UM DEGRAU ACIMA: O SILÊNCIO
até hoje eu por assim dizer não sabia que se pode não escrever. gradualmente, gradualmente até que de repente a descoberta tímida: quem sabe, também eu já poderia não escrever. como é infinitamente mais ambicioso. é quase inalcançável.
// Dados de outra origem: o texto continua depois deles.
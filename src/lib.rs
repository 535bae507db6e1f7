//! # a3s-emitter
//!
//! Broadcast Socket.IO events from any backend process over a shared pub/sub bus.
//!
//! ## Overview
//!
//! Socket.IO servers scaled horizontally with a pub/sub adapter subscribe to
//! channels named `{prefix}#{namespace}#` and `{prefix}#{namespace}#{room}#`.
//! `a3s-emitter` builds the MessagePack envelope those servers expect,
//! `[uid, packet, options]`, and publishes it on the right channels, so
//! processes that hold no socket connections can still reach clients.
//!
//! ## Quick Start
//!
//! ```rust
//! use a3s_emitter::{Emitter, EmitterConfig, MemoryPublisher};
//! use tokio_util::sync::CancellationToken;
//!
//! # async fn example() -> a3s_emitter::Result<()> {
//! let mut emitter = Emitter::new(MemoryPublisher::default(), EmitterConfig::default());
//! let cancel = CancellationToken::new();
//!
//! // Everyone in room "lobby" of the default namespace
//! emitter.to("lobby").emit(&cancel, ["announcement", "maintenance at 22:00"]).await?;
//!
//! // Everyone in the "/admin" namespace, volatile
//! emitter.of("/admin").volatile().emit(&cancel, ["tick"]).await?;
//! # Ok(())
//! # }
//! ```
//!
//! ## Providers
//!
//! - **redis** — Redis `PUBLISH`, compatible with the Socket.IO Redis adapter
//! - **nats** — NATS core publish with the channel as subject
//! - **memory** — In-memory recorder for testing
//!
//! ## Architecture
//!
//! - **Publisher** trait — the only thing an emitter needs from a bus
//! - **Emitter** — targeting builder and envelope publisher
//! - **Codec** — pooled MessagePack encoder
//! - **Envelope** — `(uid, packet, options)` wire tuple

pub mod codec;
pub mod emitter;
pub mod error;
pub mod provider;
pub mod types;

// Re-export core types
pub use codec::{decode_value, from_json, Codec, CompactValue, FieldNames};
pub use emitter::{channel_name, has_binary, Emitter, Session};
pub use error::{EmitterError, Result};
pub use provider::Publisher;
pub use types::{
    DeliveryOptions, EmitterConfig, Envelope, Packet, PacketType, DEFAULT_KEY, DEFAULT_NAMESPACE,
    DEFAULT_UID,
};

// Re-export providers for convenience
pub use provider::memory::{MemoryConfig, MemoryPublisher, PublishedMessage};
pub use provider::nats::{NatsConfig, NatsPublisher};
pub use provider::redis::{RedisConfig, RedisPublisher};

// Payload values are rmpv values
pub use rmpv::Value;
(pág. 414, a descoberta do mundo)
Amor, até dando receita de chantilly você (quando quer) é divertida. Já percebeu que agora não se diz mais “como você é engraçado(a)”, parece que consideram grosseiro. Mas digo “engraçado(a)” para o que tem graça, o que dá graça à vida. Você é assim. Beijo.
Adélia é tudo!
gabis, meu lindo, eu AMO ser engraçada, c sabe. eu super-se-esforço, inclusive, mas nem sempre rola 😀
ai, gabis, adélia é minha ídala. eu quero ser como ela a partir dos quarenta (que aliás, se aproximam vertiginosamente…)
te amo!
zel,
estou AMANDO o cd!!! :o)
beijoca!
Personagem de Calvino chamado Ireneo mora numa universidade. Desses que lutam contra tudo o que é imposto. Por muito tempo, treinou, treinou, até aprender a *não-ler*. Conta que é mais difícil aprender a não-ler do que a ler, os cartazes espalhados por todos os lados chamam, a leitura vira impulso. Mesmo sem ler (ou por *não-ler*) ele era mais informado sobre o que ocorria nos corredores e salas da universidade do que muitos leitores de paredes.